▶ [ACTIVITY]:
Each record should be retyped word for word.

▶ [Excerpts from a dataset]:
****************************************
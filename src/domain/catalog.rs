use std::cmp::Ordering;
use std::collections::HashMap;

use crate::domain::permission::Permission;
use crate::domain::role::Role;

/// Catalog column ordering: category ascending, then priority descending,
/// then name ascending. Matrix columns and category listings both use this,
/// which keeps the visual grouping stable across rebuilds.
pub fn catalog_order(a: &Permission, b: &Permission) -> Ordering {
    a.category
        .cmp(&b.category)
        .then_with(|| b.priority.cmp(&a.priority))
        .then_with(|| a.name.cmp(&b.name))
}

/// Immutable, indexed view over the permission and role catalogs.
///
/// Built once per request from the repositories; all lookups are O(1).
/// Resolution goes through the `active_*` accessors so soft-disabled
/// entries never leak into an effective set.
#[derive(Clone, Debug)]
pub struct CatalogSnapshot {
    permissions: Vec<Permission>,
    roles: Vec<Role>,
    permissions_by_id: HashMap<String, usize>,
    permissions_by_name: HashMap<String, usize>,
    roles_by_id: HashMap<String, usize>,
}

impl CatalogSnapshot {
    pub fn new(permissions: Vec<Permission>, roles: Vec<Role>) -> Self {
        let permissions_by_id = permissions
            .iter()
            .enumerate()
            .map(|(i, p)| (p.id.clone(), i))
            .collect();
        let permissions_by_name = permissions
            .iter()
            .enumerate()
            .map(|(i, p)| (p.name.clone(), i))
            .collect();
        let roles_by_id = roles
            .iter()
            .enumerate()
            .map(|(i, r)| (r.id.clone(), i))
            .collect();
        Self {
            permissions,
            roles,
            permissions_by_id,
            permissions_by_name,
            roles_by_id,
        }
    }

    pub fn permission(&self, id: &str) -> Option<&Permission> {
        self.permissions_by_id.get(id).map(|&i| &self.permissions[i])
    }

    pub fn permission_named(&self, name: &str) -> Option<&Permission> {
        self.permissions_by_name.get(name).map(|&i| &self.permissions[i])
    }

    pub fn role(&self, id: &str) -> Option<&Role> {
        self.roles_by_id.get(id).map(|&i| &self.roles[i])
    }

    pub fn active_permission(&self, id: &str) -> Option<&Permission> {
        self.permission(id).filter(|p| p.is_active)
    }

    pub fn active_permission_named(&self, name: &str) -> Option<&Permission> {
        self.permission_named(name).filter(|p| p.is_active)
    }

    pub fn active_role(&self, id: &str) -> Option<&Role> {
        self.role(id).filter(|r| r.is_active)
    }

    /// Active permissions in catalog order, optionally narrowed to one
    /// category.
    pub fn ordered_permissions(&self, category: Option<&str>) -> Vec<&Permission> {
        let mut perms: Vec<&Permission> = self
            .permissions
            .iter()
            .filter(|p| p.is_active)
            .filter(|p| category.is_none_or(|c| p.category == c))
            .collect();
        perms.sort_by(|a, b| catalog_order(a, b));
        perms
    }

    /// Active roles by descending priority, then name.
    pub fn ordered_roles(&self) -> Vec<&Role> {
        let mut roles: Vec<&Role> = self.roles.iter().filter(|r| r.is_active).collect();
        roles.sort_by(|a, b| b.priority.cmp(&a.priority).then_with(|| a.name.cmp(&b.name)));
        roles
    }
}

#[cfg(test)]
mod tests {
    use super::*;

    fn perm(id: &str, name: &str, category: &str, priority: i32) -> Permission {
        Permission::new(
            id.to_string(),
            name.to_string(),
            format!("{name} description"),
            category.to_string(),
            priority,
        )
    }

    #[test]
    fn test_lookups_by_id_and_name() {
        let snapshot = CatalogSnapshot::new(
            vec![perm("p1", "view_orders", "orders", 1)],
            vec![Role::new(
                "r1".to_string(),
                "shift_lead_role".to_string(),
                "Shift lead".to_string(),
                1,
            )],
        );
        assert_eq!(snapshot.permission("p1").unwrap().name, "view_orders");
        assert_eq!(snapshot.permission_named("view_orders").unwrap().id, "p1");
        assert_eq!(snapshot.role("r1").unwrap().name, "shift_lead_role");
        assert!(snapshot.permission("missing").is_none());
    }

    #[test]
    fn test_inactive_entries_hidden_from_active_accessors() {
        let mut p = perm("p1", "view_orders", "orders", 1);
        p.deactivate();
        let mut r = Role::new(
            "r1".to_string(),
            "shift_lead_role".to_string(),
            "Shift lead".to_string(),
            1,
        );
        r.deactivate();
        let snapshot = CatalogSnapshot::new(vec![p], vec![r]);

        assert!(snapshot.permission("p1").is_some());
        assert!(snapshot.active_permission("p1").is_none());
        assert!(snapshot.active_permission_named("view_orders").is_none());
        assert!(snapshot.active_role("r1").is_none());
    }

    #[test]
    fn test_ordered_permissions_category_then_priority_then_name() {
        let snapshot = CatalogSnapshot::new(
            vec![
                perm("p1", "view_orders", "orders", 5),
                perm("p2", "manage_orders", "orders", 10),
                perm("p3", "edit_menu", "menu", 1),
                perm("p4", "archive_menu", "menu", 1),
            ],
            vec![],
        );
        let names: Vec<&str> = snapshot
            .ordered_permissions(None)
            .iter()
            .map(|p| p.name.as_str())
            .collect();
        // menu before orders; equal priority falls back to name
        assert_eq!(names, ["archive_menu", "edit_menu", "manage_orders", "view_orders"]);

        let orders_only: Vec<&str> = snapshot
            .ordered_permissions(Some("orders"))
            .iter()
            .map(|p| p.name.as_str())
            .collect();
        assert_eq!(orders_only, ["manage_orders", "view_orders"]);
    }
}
****************************************
▶ [THE ANSWER]:
filename src/domain/catalog.rs
use std::cmp::Ordering;
use std::collections::HashMap;

use crate::domain::permission::Permission;
use crate::domain::role::Role;

/// Catalog column ordering: category ascending, then priority descending,
/// then name ascending. Matrix columns and category listings both use this,
/// which keeps the visual grouping stable across rebuilds.
pub fn catalog_order(a: &Permission, b: &Permission) -> Ordering {
    a.category
        .cmp(&b.category)
        .then_with(|| b.priority.cmp(&a.priority))
        .then_with(|| a.name.cmp(&b.name))
}

/// Immutable, indexed view over the permission and role catalogs.
///
/// Built once per request from the repositories; all lookups are O(1).
/// Resolution goes through the `active_*` accessors so soft-disabled
/// entries never leak into an effective set.
#[derive(Clone, Debug)]
pub struct CatalogSnapshot {
    permissions: Vec<Permission>,
    roles: Vec<Role>,
    permissions_by_id: HashMap<String, usize>,
    permissions_by_name: HashMap<String, usize>,
    roles_by_id: HashMap<String, usize>,
}

impl CatalogSnapshot {
    pub fn new(permissions: Vec<Permission>, roles: Vec<Role>) -> Self {
        let permissions_by_id = permissions
            .iter()
            .enumerate()
            .map(|(i, p)| (p.id.clone(), i))
            .collect();
        let permissions_by_name = permissions
            .iter()
            .enumerate()
            .map(|(i, p)| (p.name.clone(), i))
            .collect();
        let roles_by_id = roles
            .iter()
            .enumerate()
            .map(|(i, r)| (r.id.clone(), i))
            .collect();
        Self {
            permissions,
            roles,
            permissions_by_id,
            permissions_by_name,
            roles_by_id,
        }
    }

    pub fn permission(&self, id: &str) -> Option<&Permission> {
        self.permissions_by_id.get(id).map(|&i| &self.permissions[i])
    }

    pub fn permission_named(&self, name: &str) -> Option<&Permission> {
        self.permissions_by_name.get(name).map(|&i| &self.permissions[i])
    }

    pub fn role(&self, id: &str) -> Option<&Role> {
        self.roles_by_id.get(id).map(|&i| &self.roles[i])
    }

    pub fn active_permission(&self, id: &str) -> Option<&Permission> {
        self.permission(id).filter(|p| p.is_active)
    }

    pub fn active_permission_named(&self, name: &str) -> Option<&Permission> {
        self.permission_named(name).filter(|p| p.is_active)
    }

    pub fn active_role(&self, id: &str) -> Option<&Role> {
        self.role(id).filter(|r| r.is_active)
    }

    /// Active permissions in catalog order, optionally narrowed to one
    /// category.
    pub fn ordered_permissions(&self, category: Option<&str>) -> Vec<&Permission> {
        let mut perms: Vec<&Permission> = self
            .permissions
            .iter()
            .filter(|p| p.is_active)
            .filter(|p| category.is_none_or(|c| p.category == c))
            .collect();
        perms.sort_by(|a, b| catalog_order(a, b));
        perms
    }

    /// Active roles by descending priority, then name.
    pub fn ordered_roles(&self) -> Vec<&Role> {
        let mut roles: Vec<&Role> = self.roles.iter().filter(|r| r.is_active).collect();
        roles.sort_by(|a, b| b.priority.cmp(&a.priority).then_with(|| a.name.cmp(&b.name)));
        roles
    }
}

#[cfg(test)]
mod tests {
    use super::*;

    fn perm(id: &str, name: &str, category: &str, priority: i32) -> Permission {
        Permission::new(
            id.to_string(),
            name.to_string(),
            format!("{name} description"),
            category.to_string(),
            priority,
        )
    }

    #[test]
    fn test_lookups_by_id_and_name() {
        let snapshot = CatalogSnapshot::new(
            vec![perm("p1", "view_orders", "orders", 1)],
            vec![Role::new(
                "r1".to_string(),
                "shift_lead_role".to_string(),
                "Shift lead".to_string(),
                1,
            )],
        );
        assert_eq!(snapshot.permission("p1").unwrap().name, "view_orders");
        assert_eq!(snapshot.permission_named("view_orders").unwrap().id, "p1");
        assert_eq!(snapshot.role("r1").unwrap().name, "shift_lead_role");
        assert!(snapshot.permission("missing").is_none());
    }

    #[test]
    fn test_inactive_entries_hidden_from_active_accessors() {
        let mut p = perm("p1", "view_orders", "orders", 1);
        p.deactivate();
        let mut r = Role::new(
            "r1".to_string(),
            "shift_lead_role".to_string(),
            "Shift lead".to_string(),
            1,
        );
        r.deactivate();
        let snapshot = CatalogSnapshot::new(vec![p], vec![r]);

        assert!(snapshot.permission("p1").is_some());
        assert!(snapshot.active_permission("p1").is_none());
        assert!(snapshot.active_permission_named("view_orders").is_none());
        assert!(snapshot.active_role("r1").is_none());
    }

    #[test]
    fn test_ordered_permissions_category_then_priority_then_name() {
        let snapshot = CatalogSnapshot::new(
            vec![
                perm("p1", "view_orders", "orders", 5),
                perm("p2", "manage_orders", "orders", 10),
                perm("p3", "edit_menu", "menu", 1),
                perm("p4", "archive_menu", "menu", 1),
            ],
            vec![],
        );
        let names: Vec<&str> = snapshot
            .ordered_permissions(None)
            .iter()
            .map(|p| p.name.as_str())
            .collect();
        // menu before orders; equal priority falls back to name
        assert_eq!(names, ["archive_menu", "edit_menu", "manage_orders", "view_orders"]);

        let orders_only: Vec<&str> = snapshot
            .ordered_permissions(Some("orders"))
            .iter()
            .map(|p| p.name.as_str())
            .collect();
        assert_eq!(orders_only, ["manage_orders", "view_orders"]);
    }
}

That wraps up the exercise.